- _Instructions for the task_
Find and copy each line of the records where the string "PlanetSettings" shows up.

Items from a dataset:
···

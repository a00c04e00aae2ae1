//! Terrain configuration structs with sensible defaults and RON persistence.

use std::path::Path;

use serde::{Deserialize, Serialize};

use crate::error::ConfigError;

/// Top-level terrain configuration.
#[derive(Debug, Clone, Default, Serialize, Deserialize, PartialEq)]
#[serde(default)]
pub struct TerrainConfig {
    /// Planet geometry settings.
    pub planet: PlanetSettings,
    /// LOD selection settings.
    pub lod: LodSettings,
    /// Texture streaming settings.
    pub streaming: StreamingSettings,
}

/// Planet geometry settings.
#[derive(Debug, Clone, Serialize, Deserialize, PartialEq)]
#[serde(default)]
pub struct PlanetSettings {
    /// Planet radius in world units.
    pub radius: f64,
}

/// LOD selection settings.
#[derive(Debug, Clone, Serialize, Deserialize, PartialEq)]
#[serde(default)]
pub struct LodSettings {
    /// Per-face heightmap resolution in texels; also the face edge length in
    /// face-local units.
    pub heightmap_resolution: u32,
    /// Geometry patch resolution in quads per edge. The root level is
    /// `log2(heightmap_resolution / patch_resolution)`; both values must be
    /// powers of two.
    pub patch_resolution: u32,
    /// Culling sphere radius for level-0 geometry, in face-local units.
    /// Doubles per level.
    pub leaf_distance: f64,
    /// Nodes are never subdivided below this level, regardless of distance.
    pub min_subdivision_level: u8,
    /// Frames a node may go unvisited before its subtree is evicted.
    pub ttl_frames: u32,
    /// Hard cap on render-list entries per frame.
    pub max_render_entries: usize,
}

/// Texture streaming settings.
#[derive(Debug, Clone, Serialize, Deserialize, PartialEq)]
#[serde(default)]
pub struct StreamingSettings {
    /// Ancestor hops before an elevation texture may drive geometry.
    pub geometry_hop: u8,
    /// Ancestor hops before an elevation texture may drive normals.
    pub normal_hop: u8,
    /// Ancestor hops before a diffuse texture may be used.
    pub diffuse_hop: u8,
    /// Smallest LOD level that has its own elevation tile.
    pub min_elevation_level: u8,
    /// Smallest LOD level that has its own diffuse tile.
    pub min_diffuse_level: u8,
    /// Edge length of one elevation tile in texels.
    pub elevation_tile_size: u32,
    /// Edge length of one diffuse tile in texels.
    pub diffuse_tile_size: u32,
    /// World-unit height per encoded elevation step.
    pub height_scale: f64,
    /// World-unit height of encoded elevation zero.
    pub height_offset: f64,
    /// Background decode threads (0 = derive from CPU count).
    pub worker_threads: usize,
}

impl Default for PlanetSettings {
    fn default() -> Self {
        Self { radius: 200_000.0 }
    }
}

impl Default for LodSettings {
    fn default() -> Self {
        Self {
            heightmap_resolution: 8192,
            patch_resolution: 64,
            leaf_distance: 96.0,
            min_subdivision_level: 0,
            ttl_frames: 64,
            max_render_entries: 4096,
        }
    }
}

impl Default for StreamingSettings {
    fn default() -> Self {
        Self {
            geometry_hop: 1,
            normal_hop: 2,
            diffuse_hop: 1,
            min_elevation_level: 2,
            min_diffuse_level: 2,
            elevation_tile_size: 512,
            diffuse_tile_size: 512,
            height_scale: 0.1,
            height_offset: 0.0,
            worker_threads: 0,
        }
    }
}

impl LodSettings {
    /// The root LOD level of every face quadtree.
    #[must_use]
    pub fn root_level(&self) -> u8 {
        (self.heightmap_resolution / self.patch_resolution.max(1))
            .max(1)
            .ilog2() as u8
    }

    /// Face edge length in face-local units.
    #[must_use]
    pub fn face_size(&self) -> f64 {
        f64::from(self.heightmap_resolution)
    }
}

// --- Load / Save / Reload ---

impl TerrainConfig {
    /// Load config from the given directory, or create a default config file.
    pub fn load_or_create(config_dir: &Path) -> Result<Self, ConfigError> {
        let config_path = config_dir.join("terrain.ron");

        if config_path.exists() {
            let contents = std::fs::read_to_string(&config_path).map_err(ConfigError::ReadError)?;
            let config: TerrainConfig =
                ron::from_str(&contents).map_err(ConfigError::ParseError)?;
            log::info!("Loaded terrain config from {}", config_path.display());
            Ok(config)
        } else {
            let config = TerrainConfig::default();
            config.save(config_dir)?;
            log::info!("Created default terrain config at {}", config_path.display());
            Ok(config)
        }
    }

    /// Save config to the given directory as `terrain.ron`.
    pub fn save(&self, config_dir: &Path) -> Result<(), ConfigError> {
        std::fs::create_dir_all(config_dir).map_err(ConfigError::WriteError)?;

        let config_path = config_dir.join("terrain.ron");
        let pretty = ron::ser::PrettyConfig::new()
            .depth_limit(3)
            .separate_tuple_members(true)
            .enumerate_arrays(false);

        let serialized =
            ron::ser::to_string_pretty(self, pretty).map_err(ConfigError::SerializeError)?;

        std::fs::write(&config_path, serialized).map_err(ConfigError::WriteError)?;
        Ok(())
    }

    /// Hot-reload: returns `Some(new_config)` if the file changed, `None` otherwise.
    pub fn reload(&self, config_dir: &Path) -> Result<Option<Self>, ConfigError> {
        let config_path = config_dir.join("terrain.ron");
        let contents = std::fs::read_to_string(&config_path).map_err(ConfigError::ReadError)?;
        let new_config: TerrainConfig =
            ron::from_str(&contents).map_err(ConfigError::ParseError)?;

        if &new_config != self {
            log::info!("Terrain config reloaded with changes");
            Ok(Some(new_config))
        } else {
            Ok(None)
        }
    }
}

···

- _Exercise result_
    pub planet: PlanetSettings,
pub struct PlanetSettings {
impl Default for PlanetSettings {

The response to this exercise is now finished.